FERC also approved the eight individual Regional Entity Delegation Agreements, through which NERC will designate "frontline" responsibility for reliability standards to the eight regional entities. Chairman Kelliher explained in a statement released by FERC that the regional entities would be "the first line of enforcement," and that their enforcement efforts would be reviewed by both NERC and FERC. Specifically, the regional entities will be responsible for auditing, investigating and ensuring that entities abide by the approved reliability standards.

While FERC approved the pro forma and eight individual Delegation Agreements, it also determined where clarification and modification of the agreements were necessary. FERC directed NERC and the designated Regional Entities to make a compliance filing within 180 days of the order addressing these modifications. Nonetheless, FERC determined that the Delegation Agreements would become effective on May 19, 2007.

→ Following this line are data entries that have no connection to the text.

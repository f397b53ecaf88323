//! The scene graph: mesh resource table plus an ordered list of placements.
//!
//! Meshes are deduplicated by path, so placing the same file a hundred times
//! loads it once. Every placement stores the index of its mesh and its own
//! world transform; its position in the placement list doubles as its slot in
//! the instance buffer and as the `index` of the [`InstanceId`] handed out
//! by [`SceneGraph::add`].

use std::collections::HashMap;

use cgmath::Matrix4;
use wgpu::util::DeviceExt;

use crate::{
    data_structures::{
        mesh_instance::{MeshData, MeshInstance},
        model::TextureSlots,
        transform::{Transform, TransformRaw},
    },
    resources::MeshLoader,
};

/// Handle to one placement.
///
/// `index` is the placement's insertion position within its scene. The
/// generation changes whenever a scene is started or destroyed, so a handle
/// kept across scenes resolves to nothing instead of to an unrelated object.
#[derive(Clone, Copy, Debug, PartialEq, Eq, Hash)]
pub struct InstanceId {
    index: u32,
    generation: u32,
}

impl InstanceId {
    pub fn index(&self) -> u32 {
        self.index
    }

    pub fn generation(&self) -> u32 {
        self.generation
    }
}

#[derive(Clone, Debug, PartialEq)]
pub struct Placement {
    mesh: usize,
    transform: Transform,
}

impl Placement {
    pub fn mesh_index(&self) -> usize {
        self.mesh
    }

    /// World transform (scene world already applied).
    pub fn transform(&self) -> &Transform {
        &self.transform
    }
}

pub struct SceneGraph {
    world: Transform,
    scale: f32,
    generation: u32,
    meshes: Vec<MeshInstance>,
    by_path: HashMap<String, usize>,
    placements: Vec<Placement>,
    instance_buffer: Option<wgpu::Buffer>,
    buffer_size_needs_change: bool,
}

impl Default for SceneGraph {
    fn default() -> Self {
        Self::new()
    }
}

impl SceneGraph {
    pub fn new() -> Self {
        Self {
            world: Transform::new(),
            scale: 1.0,
            generation: 0,
            meshes: Vec::new(),
            by_path: HashMap::new(),
            placements: Vec::new(),
            instance_buffer: None,
            buffer_size_needs_change: true,
        }
    }

    /// Clear every table and remember the transform that all following
    /// placements are composed with.
    pub fn start_scene(&mut self, world: Transform, scale: f32) {
        self.clear();
        self.world = world;
        self.scale = scale;
        log::debug!("Scene started (generation {}, scale {scale})", self.generation);
    }

    /// Place the mesh at `path` with `transform` relative to the scene world.
    /// The mesh is loaded on first use of the path.
    pub fn add(&mut self, loader: &dyn MeshLoader, path: &str, transform: Transform) -> InstanceId {
        let mesh = self.mesh_for(path, || MeshInstance::create(loader, path));
        self.place(mesh, transform)
    }

    /// Place a mesh whose data is already in memory, registered under `key`.
    /// When `key` is known the existing mesh is reused and `data` is dropped.
    pub fn add_from_container(&mut self, key: &str, data: MeshData, transform: Transform) -> InstanceId {
        let mesh = self.mesh_for(key, || MeshInstance::from_data(key, data));
        self.place(mesh, transform)
    }

    fn mesh_for(&mut self, key: &str, create: impl FnOnce() -> MeshInstance) -> usize {
        if let Some(&mesh) = self.by_path.get(key) {
            return mesh;
        }
        let mesh = self.meshes.len();
        self.meshes.push(create());
        self.by_path.insert(key.to_string(), mesh);
        mesh
    }

    fn place(&mut self, mesh: usize, transform: Transform) -> InstanceId {
        let index = self.placements.len() as u32;
        self.placements.push(Placement {
            mesh,
            transform: &self.world * &transform,
        });
        self.buffer_size_needs_change = true;
        InstanceId {
            index,
            generation: self.generation,
        }
    }

    pub fn add_at(
        &mut self,
        loader: &dyn MeshLoader,
        path: &str,
        x: f32,
        y: f32,
        z: f32,
        sx: f32,
        sy: f32,
        sz: f32,
    ) -> InstanceId {
        self.add(loader, path, Transform::from_translation_scale(x, y, z, sx, sy, sz))
    }

    /// Move one placement to the world position `(x, y, z)`. Rotation and
    /// scale are kept. Returns `false` for ids this scene did not hand out.
    pub fn set_mesh_position(&mut self, id: InstanceId, x: f32, y: f32, z: f32) -> bool {
        match self.placement_mut(id) {
            Some(placement) => {
                placement.transform.position = cgmath::Vector3::new(x, y, z);
                true
            }
            None => {
                log::debug!("Ignoring position update for unknown placement {id:?}");
                false
            }
        }
    }

    /// True once there is something to draw and every placed mesh loaded.
    pub fn is_loaded(&self) -> bool {
        !self.placements.is_empty()
            && self
                .placements
                .iter()
                .all(|p| self.meshes[p.mesh].is_loaded())
    }

    /// Release every mesh and placement. Safe to call repeatedly.
    pub fn destroy(&mut self) {
        if !self.meshes.is_empty() || !self.placements.is_empty() {
            log::info!(
                "Releasing scene with {} meshes and {} placements",
                self.meshes.len(),
                self.placements.len()
            );
        }
        self.clear();
        self.world = Transform::new();
        self.scale = 1.0;
    }

    fn clear(&mut self) {
        self.meshes.clear();
        self.by_path.clear();
        self.placements.clear();
        self.instance_buffer = None;
        self.buffer_size_needs_change = true;
        self.generation = self.generation.wrapping_add(1);
    }

    /// Upload the world matrices of all placements, one instance slot each.
    pub fn write_to_buffers(&mut self, queue: &wgpu::Queue, device: &wgpu::Device) {
        if self.placements.is_empty() {
            return;
        }
        let raw_instances: Vec<TransformRaw> =
            self.placements.iter().map(|p| p.transform.to_raw()).collect();
        match &self.instance_buffer {
            Some(buffer) if !self.buffer_size_needs_change => {
                queue.write_buffer(buffer, 0, bytemuck::cast_slice(&raw_instances));
            }
            _ => {
                self.instance_buffer = Some(device.create_buffer_init(
                    &wgpu::util::BufferInitDescriptor {
                        label: Some("Placement Instance Buffer"),
                        contents: bytemuck::cast_slice(&raw_instances),
                        usage: wgpu::BufferUsages::VERTEX | wgpu::BufferUsages::COPY_DST,
                    },
                ));
                self.buffer_size_needs_change = false;
            }
        }
    }

    /// Draw every placement in insertion order. Per placement the mesh first
    /// recomputes its visibility for `view_proj * world`, then draws with the
    /// placement's instance slot. Returns the number of draw calls.
    ///
    /// Expects the pipeline and frame bind group to be set already.
    pub fn render(
        &mut self,
        pass: &mut wgpu::RenderPass<'_>,
        view_proj: &Matrix4<f32>,
        cull_near: bool,
        slots: Option<TextureSlots>,
    ) -> usize {
        let Some(instance_buffer) = &self.instance_buffer else {
            return 0;
        };
        if self.buffer_size_needs_change {
            log::debug!("Instance buffer is stale, skipping scene draw");
            return 0;
        }
        pass.set_vertex_buffer(1, instance_buffer.slice(..));

        let mut draws = 0;
        for (slot, placement) in self.placements.iter().enumerate() {
            let mesh = &mut self.meshes[placement.mesh];
            mesh.compute_in_frustum_flags(&(view_proj * placement.transform.to_matrix()), cull_near);
            let slot = slot as u32;
            draws += mesh.render(pass, slot..slot + 1, slots);
        }
        draws
    }

    /// The visibility walk of [`render`](Self::render) without drawing.
    /// Returns the number of visible submeshes summed over all placements.
    pub fn visible_submeshes(&mut self, view_proj: &Matrix4<f32>, cull_near: bool) -> usize {
        let mut visible = 0;
        for placement in &self.placements {
            let mesh = &mut self.meshes[placement.mesh];
            mesh.compute_in_frustum_flags(&(view_proj * placement.transform.to_matrix()), cull_near);
            visible += mesh.visible_submeshes();
        }
        visible
    }

    pub fn placement(&self, id: InstanceId) -> Option<&Placement> {
        if id.generation != self.generation {
            return None;
        }
        self.placements.get(id.index as usize)
    }

    fn placement_mut(&mut self, id: InstanceId) -> Option<&mut Placement> {
        if id.generation != self.generation {
            return None;
        }
        self.placements.get_mut(id.index as usize)
    }

    pub fn mesh(&self, id: InstanceId) -> Option<&MeshInstance> {
        self.placement(id).map(|p| &self.meshes[p.mesh])
    }

    pub fn meshes(&self) -> &[MeshInstance] {
        &self.meshes
    }

    pub fn placements(&self) -> &[Placement] {
        &self.placements
    }

    pub fn len(&self) -> usize {
        self.placements.len()
    }

    pub fn is_empty(&self) -> bool {
        self.placements.is_empty()
    }

    pub fn world(&self) -> &Transform {
        &self.world
    }

    pub fn scale(&self) -> f32 {
        self.scale
    }
}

Court Of Appeals Remands Decision Regarding FERC Jurisdiction

On April 20, 2007, the United States Court of Appeals for the District of Columbia Circuit issued a decision granting the Connecticut Department of Public Utility Control’s ("DPUC") petition for review regarding FERC’s jurisdiction to regulate generation resource adequacy. In its initial order, FERC did not adequately explain why FERC possessed the requisite jurisdiction over resource adequacy. In a request for rehearing DPUC argued that FERC’s explanation was unsatisfactory because FERC’s order did not point to any statutory authority. Later, in both its brief and oral argument before the Court of Appeals, FERC contended that section 201 of the Federal Power Act provided it with the necessary statutory authority.

Despite FERC’s arguments that the court should accept the reasoning set forth in its brief and oral argument, the Court of Appeals held that FERC should have described this line of reasoning in its earlier decisions. The Court of Appeals explained that it "may not accept appellate counsel’s post hoc rationalizations for agency action," and granted DPUC’s petition for review, remanding the matter back to FERC for further proceedings. Although FERC may be able to satisfy the Court of Appeals that it possesses the requisite authority to regulate generation resource adequacy, which has been a traditional area of state authority, the Court made it clear that such justification must appear in a FERC order and not for the first time during appellate arguments.

The content of this article is intended to provide a general guide to the subject matter. Specialist advice should be sought about your specific circumstances.